Copy out the data below. Leave nothing out and alter nothing.

BEGIN WORKING DATA

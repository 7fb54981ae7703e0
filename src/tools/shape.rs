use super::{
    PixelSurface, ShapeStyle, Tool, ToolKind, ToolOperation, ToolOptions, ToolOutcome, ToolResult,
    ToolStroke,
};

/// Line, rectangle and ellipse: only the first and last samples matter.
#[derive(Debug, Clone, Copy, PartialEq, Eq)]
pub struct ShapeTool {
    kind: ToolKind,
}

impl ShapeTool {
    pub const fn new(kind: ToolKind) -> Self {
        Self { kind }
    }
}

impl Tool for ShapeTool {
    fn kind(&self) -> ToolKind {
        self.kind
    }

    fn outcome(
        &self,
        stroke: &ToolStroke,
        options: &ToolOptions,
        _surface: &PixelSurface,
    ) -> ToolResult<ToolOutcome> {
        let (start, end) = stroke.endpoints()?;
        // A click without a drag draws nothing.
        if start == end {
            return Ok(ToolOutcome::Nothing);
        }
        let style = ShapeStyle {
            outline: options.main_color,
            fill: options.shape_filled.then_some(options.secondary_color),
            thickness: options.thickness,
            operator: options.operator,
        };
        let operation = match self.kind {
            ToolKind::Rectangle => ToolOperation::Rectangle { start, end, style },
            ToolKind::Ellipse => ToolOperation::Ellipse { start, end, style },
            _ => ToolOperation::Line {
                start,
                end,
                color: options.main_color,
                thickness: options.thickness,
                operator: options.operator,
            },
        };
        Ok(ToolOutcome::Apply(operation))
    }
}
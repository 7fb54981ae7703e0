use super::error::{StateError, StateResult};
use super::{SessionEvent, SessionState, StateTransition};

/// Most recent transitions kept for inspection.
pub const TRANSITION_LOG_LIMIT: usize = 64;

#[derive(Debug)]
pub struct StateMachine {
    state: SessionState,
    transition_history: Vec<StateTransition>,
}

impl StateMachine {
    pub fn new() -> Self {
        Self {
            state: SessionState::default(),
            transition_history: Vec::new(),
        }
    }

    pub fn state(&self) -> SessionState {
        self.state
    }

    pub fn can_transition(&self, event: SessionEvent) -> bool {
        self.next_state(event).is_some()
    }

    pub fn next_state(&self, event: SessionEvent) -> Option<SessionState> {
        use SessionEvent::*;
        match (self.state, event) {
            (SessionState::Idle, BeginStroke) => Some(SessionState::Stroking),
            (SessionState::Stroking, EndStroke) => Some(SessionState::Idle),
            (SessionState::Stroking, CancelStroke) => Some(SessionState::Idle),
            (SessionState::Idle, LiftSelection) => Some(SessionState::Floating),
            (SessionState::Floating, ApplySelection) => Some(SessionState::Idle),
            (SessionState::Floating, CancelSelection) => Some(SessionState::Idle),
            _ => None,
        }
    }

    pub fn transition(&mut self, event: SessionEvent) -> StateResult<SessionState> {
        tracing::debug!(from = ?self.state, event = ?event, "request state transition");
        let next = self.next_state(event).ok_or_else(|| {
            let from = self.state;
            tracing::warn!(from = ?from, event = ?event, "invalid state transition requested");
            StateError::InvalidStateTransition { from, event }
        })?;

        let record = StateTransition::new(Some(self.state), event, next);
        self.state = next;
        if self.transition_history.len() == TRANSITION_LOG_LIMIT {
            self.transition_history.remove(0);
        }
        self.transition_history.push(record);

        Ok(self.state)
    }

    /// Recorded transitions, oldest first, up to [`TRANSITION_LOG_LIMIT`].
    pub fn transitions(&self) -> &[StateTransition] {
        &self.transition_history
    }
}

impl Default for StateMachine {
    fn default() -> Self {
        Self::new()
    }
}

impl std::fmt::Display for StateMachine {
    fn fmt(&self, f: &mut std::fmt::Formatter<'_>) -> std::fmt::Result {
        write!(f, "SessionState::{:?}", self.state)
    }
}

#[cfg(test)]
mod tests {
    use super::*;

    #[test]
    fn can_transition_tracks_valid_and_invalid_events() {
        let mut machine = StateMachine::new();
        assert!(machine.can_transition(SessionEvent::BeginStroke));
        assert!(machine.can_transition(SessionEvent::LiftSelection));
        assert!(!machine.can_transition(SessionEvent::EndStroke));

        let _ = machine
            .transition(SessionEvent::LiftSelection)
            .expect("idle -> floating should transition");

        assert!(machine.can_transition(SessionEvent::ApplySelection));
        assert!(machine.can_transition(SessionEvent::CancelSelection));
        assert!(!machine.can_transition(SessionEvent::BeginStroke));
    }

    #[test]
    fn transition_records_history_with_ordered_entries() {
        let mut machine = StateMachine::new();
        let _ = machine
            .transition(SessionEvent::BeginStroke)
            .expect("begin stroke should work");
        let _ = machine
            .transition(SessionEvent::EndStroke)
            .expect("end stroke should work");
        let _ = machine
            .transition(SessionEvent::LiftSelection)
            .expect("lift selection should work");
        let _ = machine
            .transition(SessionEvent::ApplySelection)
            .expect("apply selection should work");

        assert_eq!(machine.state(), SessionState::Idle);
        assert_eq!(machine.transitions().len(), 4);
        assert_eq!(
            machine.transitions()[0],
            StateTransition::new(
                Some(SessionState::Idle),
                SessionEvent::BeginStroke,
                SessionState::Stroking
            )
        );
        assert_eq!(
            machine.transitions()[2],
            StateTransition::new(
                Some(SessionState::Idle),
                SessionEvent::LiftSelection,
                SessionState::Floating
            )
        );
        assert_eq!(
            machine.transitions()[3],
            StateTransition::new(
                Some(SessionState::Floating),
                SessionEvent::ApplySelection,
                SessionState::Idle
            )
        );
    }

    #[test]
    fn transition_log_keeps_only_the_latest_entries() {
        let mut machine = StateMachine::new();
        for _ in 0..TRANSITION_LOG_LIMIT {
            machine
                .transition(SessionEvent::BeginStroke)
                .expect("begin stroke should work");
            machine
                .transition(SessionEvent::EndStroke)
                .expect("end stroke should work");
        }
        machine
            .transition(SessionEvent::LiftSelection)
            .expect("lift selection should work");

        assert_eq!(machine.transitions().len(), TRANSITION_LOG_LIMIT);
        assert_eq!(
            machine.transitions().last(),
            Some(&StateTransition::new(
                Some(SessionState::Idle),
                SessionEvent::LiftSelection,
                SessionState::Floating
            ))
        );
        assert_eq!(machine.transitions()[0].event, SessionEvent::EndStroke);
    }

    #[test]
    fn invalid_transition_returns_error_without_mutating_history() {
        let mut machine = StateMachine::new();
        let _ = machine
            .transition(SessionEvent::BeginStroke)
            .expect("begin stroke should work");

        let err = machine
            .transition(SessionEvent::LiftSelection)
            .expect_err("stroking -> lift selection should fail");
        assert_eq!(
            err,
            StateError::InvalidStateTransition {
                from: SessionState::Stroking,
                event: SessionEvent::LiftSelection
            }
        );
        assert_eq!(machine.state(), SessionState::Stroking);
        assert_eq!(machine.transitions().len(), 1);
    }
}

END WORKING DATA

_FINISHED EXERCISE:_
repository 7fb54981ae7703e0
filename src/tools/shape.rs
use super::{
    PixelSurface, ShapeStyle, Tool, ToolKind, ToolOperation, ToolOptions, ToolOutcome, ToolResult,
    ToolStroke,
};

/// Line, rectangle and ellipse: only the first and last samples matter.
#[derive(Debug, Clone, Copy, PartialEq, Eq)]
pub struct ShapeTool {
    kind: ToolKind,
}

impl ShapeTool {
    pub const fn new(kind: ToolKind) -> Self {
        Self { kind }
    }
}

impl Tool for ShapeTool {
    fn kind(&self) -> ToolKind {
        self.kind
    }

    fn outcome(
        &self,
        stroke: &ToolStroke,
        options: &ToolOptions,
        _surface: &PixelSurface,
    ) -> ToolResult<ToolOutcome> {
        let (start, end) = stroke.endpoints()?;
        // A click without a drag draws nothing.
        if start == end {
            return Ok(ToolOutcome::Nothing);
        }
        let style = ShapeStyle {
            outline: options.main_color,
            fill: options.shape_filled.then_some(options.secondary_color),
            thickness: options.thickness,
            operator: options.operator,
        };
        let operation = match self.kind {
            ToolKind::Rectangle => ToolOperation::Rectangle { start, end, style },
            ToolKind::Ellipse => ToolOperation::Ellipse { start, end, style },
            _ => ToolOperation::Line {
                start,
                end,
                color: options.main_color,
                thickness: options.thickness,
                operator: options.operator,
            },
        };
        Ok(ToolOutcome::Apply(operation))
    }
}
repository 7fb54981ae7703e0
use super::error::{StateError, StateResult};
use super::{SessionEvent, SessionState, StateTransition};

/// Most recent transitions kept for inspection.
pub const TRANSITION_LOG_LIMIT: usize = 64;

#[derive(Debug)]
pub struct StateMachine {
    state: SessionState,
    transition_history: Vec<StateTransition>,
}

impl StateMachine {
    pub fn new() -> Self {
        Self {
            state: SessionState::default(),
            transition_history: Vec::new(),
        }
    }

    pub fn state(&self) -> SessionState {
        self.state
    }

    pub fn can_transition(&self, event: SessionEvent) -> bool {
        self.next_state(event).is_some()
    }

    pub fn next_state(&self, event: SessionEvent) -> Option<SessionState> {
        use SessionEvent::*;
        match (self.state, event) {
            (SessionState::Idle, BeginStroke) => Some(SessionState::Stroking),
            (SessionState::Stroking, EndStroke) => Some(SessionState::Idle),
            (SessionState::Stroking, CancelStroke) => Some(SessionState::Idle),
            (SessionState::Idle, LiftSelection) => Some(SessionState::Floating),
            (SessionState::Floating, ApplySelection) => Some(SessionState::Idle),
            (SessionState::Floating, CancelSelection) => Some(SessionState::Idle),
            _ => None,
        }
    }

    pub fn transition(&mut self, event: SessionEvent) -> StateResult<SessionState> {
        tracing::debug!(from = ?self.state, event = ?event, "request state transition");
        let next = self.next_state(event).ok_or_else(|| {
            let from = self.state;
            tracing::warn!(from = ?from, event = ?event, "invalid state transition requested");
            StateError::InvalidStateTransition { from, event }
        })?;

        let record = StateTransition::new(Some(self.state), event, next);
        self.state = next;
        if self.transition_history.len() == TRANSITION_LOG_LIMIT {
            self.transition_history.remove(0);
        }
        self.transition_history.push(record);

        Ok(self.state)
    }

    /// Recorded transitions, oldest first, up to [`TRANSITION_LOG_LIMIT`].
    pub fn transitions(&self) -> &[StateTransition] {
        &self.transition_history
    }
}

impl Default for StateMachine {
    fn default() -> Self {
        Self::new()
    }
}

impl std::fmt::Display for StateMachine {
    fn fmt(&self, f: &mut std::fmt::Formatter<'_>) -> std::fmt::Result {
        write!(f, "SessionState::{:?}", self.state)
    }
}

#[cfg(test)]
mod tests {
    use super::*;

    #[test]
    fn can_transition_tracks_valid_and_invalid_events() {
        let mut machine = StateMachine::new();
        assert!(machine.can_transition(SessionEvent::BeginStroke));
        assert!(machine.can_transition(SessionEvent::LiftSelection));
        assert!(!machine.can_transition(SessionEvent::EndStroke));

        let _ = machine
            .transition(SessionEvent::LiftSelection)
            .expect("idle -> floating should transition");

        assert!(machine.can_transition(SessionEvent::ApplySelection));
        assert!(machine.can_transition(SessionEvent::CancelSelection));
        assert!(!machine.can_transition(SessionEvent::BeginStroke));
    }

    #[test]
    fn transition_records_history_with_ordered_entries() {
        let mut machine = StateMachine::new();
        let _ = machine
            .transition(SessionEvent::BeginStroke)
            .expect("begin stroke should work");
        let _ = machine
            .transition(SessionEvent::EndStroke)
            .expect("end stroke should work");
        let _ = machine
            .transition(SessionEvent::LiftSelection)
            .expect("lift selection should work");
        let _ = machine
            .transition(SessionEvent::ApplySelection)
            .expect("apply selection should work");

        assert_eq!(machine.state(), SessionState::Idle);
        assert_eq!(machine.transitions().len(), 4);
        assert_eq!(
            machine.transitions()[0],
            StateTransition::new(
                Some(SessionState::Idle),
                SessionEvent::BeginStroke,
                SessionState::Stroking
            )
        );
        assert_eq!(
            machine.transitions()[2],
            StateTransition::new(
                Some(SessionState::Idle),
                SessionEvent::LiftSelection,
                SessionState::Floating
            )
        );
        assert_eq!(
            machine.transitions()[3],
            StateTransition::new(
                Some(SessionState::Floating),
                SessionEvent::ApplySelection,
                SessionState::Idle
            )
        );
    }

    #[test]
    fn transition_log_keeps_only_the_latest_entries() {
        let mut machine = StateMachine::new();
        for _ in 0..TRANSITION_LOG_LIMIT {
            machine
                .transition(SessionEvent::BeginStroke)
                .expect("begin stroke should work");
            machine
                .transition(SessionEvent::EndStroke)
                .expect("end stroke should work");
        }
        machine
            .transition(SessionEvent::LiftSelection)
            .expect("lift selection should work");

        assert_eq!(machine.transitions().len(), TRANSITION_LOG_LIMIT);
        assert_eq!(
            machine.transitions().last(),
            Some(&StateTransition::new(
                Some(SessionState::Idle),
                SessionEvent::LiftSelection,
                SessionState::Floating
            ))
        );
        assert_eq!(machine.transitions()[0].event, SessionEvent::EndStroke);
    }

    #[test]
    fn invalid_transition_returns_error_without_mutating_history() {
        let mut machine = StateMachine::new();
        let _ = machine
            .transition(SessionEvent::BeginStroke)
            .expect("begin stroke should work");

        let err = machine
            .transition(SessionEvent::LiftSelection)
            .expect_err("stroking -> lift selection should fail");
        assert_eq!(
            err,
            StateError::InvalidStateTransition {
                from: SessionState::Stroking,
                event: SessionEvent::LiftSelection
            }
        );
        assert_eq!(machine.state(), SessionState::Stroking);
        assert_eq!(machine.transitions().len(), 1);
    }
}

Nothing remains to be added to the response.